Bu sürecin ardından ilacın gerçek üreticisi olan şirketler, sahte ilaçlarla ilgili yeni bir süreç başlattı.
Çeşitli ülkelerde sahte lösemi ilaçlarının pazara girip girmediği araştırılmaya başlandı.
Türkiye’de hastalara satıldığı tespit edildi
Lösemi tedavisinde kullanılan Iclusig isimli ilacın mali haklarına sahip olan Takeda, Türkiye’ye bir uzmanını gönderdi. Sahte ilaçların SGK ve TEB tarafından da alınarak Türkiye’de hastalara satıldığını tespit eden şirket yetkilisi, savcılığa suç duyurusunda bulundu.
Skandalla ilgili 2019 yılında Ankara Cumhuriyet Başsavcılığı tarafından soruşturma başlatıldı.
Japon ilaç firması Takeda, konuyla ilgili savcılığa başvurduklarını doğruladı.
Savcılıktaki dosyaya laboratuvar incelemesi de girdi.
Soruşturma kapsamında SGK’nin yurtdışından ilaç temin birimi olan İbni Sina Sağlık Sosyal Güvenlik Merkezi’nde bulunan numuneler laboratuvar incelemesine gönderildi.
Türkiye’deki incelemede DSÖ ile aynı sonuçlar
Sahte olduğundan şüphelenilen ilaçlar, Ankara Üniversitesi Eczacılık Fakültesi’nin laboratuvarında incelendi.
İncelemenin ardından Prof. Dr. Hakan Göker imzasıyla hazırlanan 9 Eylül 2019 tarihli raporda ilaçların sahte olduğu vurgulandı.
Ankara Üniversitesi’nin raporu DSÖ’nün incelemesini doğruluyordu.

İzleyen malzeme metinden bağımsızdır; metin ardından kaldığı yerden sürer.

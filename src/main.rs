mod app_core;
mod app_router;
mod document;
mod gallery_view;
mod lightbox_view;
mod loader;
mod local_store;
mod pagination_view;
mod yew_app;

use yew_app::{App, AppProps};

fn main() {
    let core = yew_app::bootstrap();
    yew::Renderer::<App>::with_props(AppProps { core }).render();
}

#[cfg(test)]
mod tests {
    use super::*;
    use std::rc::Rc;

    use gallery_core::{
        parse_manifest, AssetLayout, GalleryConfig, LoadStatus, Locale, MemoryStore, Theme,
    };
    use gloo::timers::future::TimeoutFuture;
    use wasm_bindgen::JsCast;
    use wasm_bindgen_test::*;
    use web_sys::{
        Element, Event, HtmlElement, HtmlImageElement, KeyboardEvent, KeyboardEventInit, Touch,
        TouchEvent, TouchEventInit, TouchInit,
    };
    use yew::AppHandle;

    use crate::app_core::GalleryCore;
    use crate::gallery_view::{GalleryGrid, GalleryGridProps};

    wasm_bindgen_test_configure!(run_in_browser);

    fn test_core() -> Rc<GalleryCore> {
        GalleryCore::new(
            GalleryConfig::default(),
            Locale::De,
            Theme::Light,
            Box::new(MemoryStore::new()),
        )
    }

    fn mount_point() -> Element {
        let document = web_sys::window().unwrap().document().unwrap();
        let root = document.create_element("div").unwrap();
        document.body().unwrap().append_child(&root).unwrap();
        root
    }

    async fn settle() {
        TimeoutFuture::new(0).await;
    }

    async fn mount_app(manifest: &str) -> (Rc<GalleryCore>, Element, AppHandle<App>) {
        let core = test_core();
        let photos =
            parse_manifest("photos/photos.json", manifest, &AssetLayout::default()).unwrap();
        core.set_photos(photos);
        let root = mount_point();
        let app = yew::Renderer::<App>::with_root_and_props(
            root.clone(),
            AppProps { core: core.clone() },
        )
        .render();
        settle().await;
        (core, root, app)
    }

    fn find<T: JsCast>(root: &Element, selector: &str) -> T {
        root.query_selector(selector).unwrap().unwrap().dyn_into::<T>().unwrap()
    }

    fn active_element() -> Option<Element> {
        web_sys::window().unwrap().document().unwrap().active_element()
    }

    fn press(key: &str) {
        let init = KeyboardEventInit::new();
        init.set_key(key);
        init.set_bubbles(true);
        init.set_cancelable(true);
        let event = KeyboardEvent::new_with_keyboard_event_init_dict("keydown", &init).unwrap();
        web_sys::window().unwrap().dispatch_event(&event).unwrap();
    }

    fn touch_event(kind: &str, target: &Element, x: f64, y: f64) -> Option<TouchEvent> {
        let init = TouchInit::new(1, target);
        init.set_client_x(x as i32);
        init.set_client_y(y as i32);
        let touch = Touch::new(&init).ok()?;
        let event_init = TouchEventInit::new();
        event_init.set_changed_touches(&js_sys::Array::of1(&touch));
        event_init.set_cancelable(true);
        TouchEvent::new_with_event_init_dict(kind, &event_init).ok()
    }

    const THREE_PHOTOS: &str = r#"["img-1.png","img-2.png","img-3.png"]"#;

    #[wasm_bindgen_test]
    async fn failed_manifest_renders_inline_error() {
        let root = mount_point();
        let props = GalleryGridProps {
            core: test_core(),
            status: LoadStatus::Failed(
                "request to photos/photos.json failed with status 404".into(),
            ),
            cards: Vec::new(),
            error_prefix: "Ошибка загрузки галереи".into(),
        };
        let app = yew::Renderer::<GalleryGrid>::with_root_and_props(root.clone(), props).render();
        settle().await;

        let alert = root.query_selector("#gallery [role=alert]").unwrap().unwrap();
        let text = alert.text_content().unwrap_or_default();
        assert!(text.starts_with("Ошибка загрузки галереи: "));
        assert!(text.contains("404"));
        app.destroy();
        root.remove();
    }

    #[wasm_bindgen_test]
    async fn photos_sharing_a_stem_render_as_separate_cards() {
        let (_core, root, app) = mount_app(r#"["bear.png","bear.jpg","fox.png"]"#).await;

        let captions = root.query_selector_all(".card__caption").unwrap();
        let texts: Vec<String> = (0..captions.length())
            .filter_map(|idx| captions.item(idx))
            .filter_map(|node| node.text_content())
            .collect();
        assert_eq!(texts, ["fox", "bear", "bear"]);
        app.destroy();
        root.remove();
    }

    #[wasm_bindgen_test]
    async fn arrow_left_from_first_photo_wraps_and_escape_closes() {
        let (core, root, app) = mount_app(THREE_PHOTOS).await;

        let cards = root.query_selector_all("article.card").unwrap();
        assert_eq!(cards.length(), 3);

        core.open_lightbox(0);
        settle().await;
        let dialog = root.query_selector("#lightbox").unwrap().unwrap();
        assert!(!dialog.has_attribute("hidden"));

        press("ArrowLeft");
        settle().await;
        assert_eq!(core.read(|state| state.lightbox.index()), Some(2));
        let caption = root.query_selector("#lightboxCaption").unwrap().unwrap();
        assert_eq!(caption.text_content().as_deref(), Some("img-1"));

        press("Escape");
        settle().await;
        assert_eq!(core.read(|state| state.lightbox.index()), None);
        assert!(dialog.has_attribute("hidden"));
        app.destroy();
        root.remove();
    }

    #[wasm_bindgen_test]
    async fn only_a_click_on_the_backdrop_closes() {
        let (core, root, app) = mount_app(THREE_PHOTOS).await;
        core.open_lightbox(0);
        settle().await;

        find::<HtmlElement>(&root, "#lightboxImg").click();
        settle().await;
        assert_eq!(core.read(|state| state.lightbox.index()), Some(0));

        find::<HtmlElement>(&root, "#lightboxPrev").click();
        settle().await;
        assert_eq!(core.read(|state| state.lightbox.index()), Some(2));

        find::<HtmlElement>(&root, "#lightbox").click();
        settle().await;
        assert_eq!(core.read(|state| state.lightbox.index()), None);
        app.destroy();
        root.remove();
    }

    #[wasm_bindgen_test]
    async fn focus_moves_to_close_button_and_returns_to_card() {
        let (core, root, app) = mount_app(THREE_PHOTOS).await;
        let link: HtmlElement = find(&root, "a.card__imgwrap");
        link.focus().unwrap();
        link.click();
        settle().await;

        assert_eq!(core.read(|state| state.lightbox.index()), Some(0));
        let focused = active_element().map(|element| element.id());
        assert_eq!(focused.as_deref(), Some("lightboxClose"));

        press("Escape");
        settle().await;
        let link: Element = link.unchecked_into();
        assert_eq!(active_element(), Some(link));
        app.destroy();
        root.remove();
    }

    #[wasm_bindgen_test]
    async fn webp_error_switches_to_jpeg_once() {
        let (core, root, app) = mount_app(THREE_PHOTOS).await;
        core.open_lightbox(0);
        settle().await;

        let img: HtmlImageElement = find(&root, "#lightboxImg");
        img.dispatch_event(&Event::new("error").unwrap()).unwrap();
        settle().await;
        assert!(img.src().ends_with("photos/full/img-3.jpg"));

        img.dispatch_event(&Event::new("error").unwrap()).unwrap();
        settle().await;
        assert!(img.src().ends_with("photos/full/img-3.jpg"));
        app.destroy();
        root.remove();
    }

    #[wasm_bindgen_test]
    async fn left_swipe_shows_next_photo() {
        let (core, root, app) = mount_app(THREE_PHOTOS).await;
        core.open_lightbox(0);
        settle().await;

        let dialog = root.query_selector("#lightbox").unwrap().unwrap();
        let (Some(start), Some(end)) = (
            touch_event("touchstart", &dialog, 200.0, 300.0),
            touch_event("touchend", &dialog, 100.0, 310.0),
        ) else {
            // Engines without touch support cannot build the events.
            app.destroy();
            root.remove();
            return;
        };
        dialog.dispatch_event(&start).unwrap();
        dialog.dispatch_event(&end).unwrap();
        settle().await;
        assert_eq!(core.read(|state| state.lightbox.index()), Some(1));

        let start = touch_event("touchstart", &dialog, 100.0, 300.0).unwrap();
        let end = touch_event("touchend", &dialog, 120.0, 300.0).unwrap();
        dialog.dispatch_event(&start).unwrap();
        dialog.dispatch_event(&end).unwrap();
        settle().await;
        assert_eq!(core.read(|state| state.lightbox.index()), Some(1));
        app.destroy();
        root.remove();
    }
}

Rapora göre hastalara lösemi ilacı adı altında satılan haplar, protinib yerine parasetemol içeriyordu.
Ankara Emniyeti soruşturmayı genişleterek ilacı kullanan hasta ve hasta yakınlarının ifadelerine başvurdu.
Soruşturma kapsamında sahte lösemi ilaçlarıyla ilgili çok sayıda yerel şirkete ulaşıldı.
Kazakistan – Kıbrıs – Türkiye bağlantısı
SBA, Genotic Pharm, Rad ve Sanera isimli ilaç şirketlerinin bu lösemi ilaçlarını edindiği, bazı şirketlerin ise ilaçları SGK ve TEB’e sattığı, perakende satış fiyatı 4 bin 250 avro (43 bin 101 lira – 21 Eylül 2021 döviz kuruyla) olan bu ilacın sahteleri için yüz binlerce avroya varan ödemeler aldıkları kesinleşti.
Sahte ilaçların Kazakistan merkezli Kazunion Pharma isimli bir şirketten temin edilerek Kıbrıs ve Türkiye üzerinden yurtdışına gönderilmek istendiği de tespitler arasında yer aldı.
Lösemi hastaları ise, sadece ağrı kesici özelliğe sahip bu ilaçları sahte olduklarından habersiz bir şekilde kullanmıştı.
Hala dava açılmadı
Soruşturma 2019 yılından bu yana Ankara Cumhuriyet Başsavcılığı’nda sürse de konuyla ilgili bir dava açılmadı.
SGK’nin bağlı olduğu Çalışma ve Sosyal Güvenlik Bakanlığı, haberin yayına girdiği saate kadar konuyla ilgili bir açıklama yapmadı.
Türk Eczacıları Birliği Başkanı Erdoğan Çolak ise, “Geçmişte böyle bir olay yaşanmış” dedi ve ekledi: “Bakanlık ve savcılık arasında hukuki süreç devam ediyor.”
Çolak, bu ilaçların kaç kişiye verildiğine yönelik soruya ise, “Ürün takip sistemi bu ilaçlarda yok. Eski bir mevzu olduğu için takip yapamıyoruz” diye yanıt verdi.
Türkiye’de ruhsatı bulunmayan ya da burada üretilmeyen ilaçlar, yazılan reçetenin ardından doktorlardan oluşan bir kurulun onayıyla SGK ve TEB tarafından yurtdışından getirtilerek hastalara ulaştırılıyor.
Bu işlem, SGK’nin İbni Sina Sosyal Güvenlik Merkezi ile TEB’in Yurtdışı İlaç Temin Birimi aracılığıyla gerçekleştiriyor.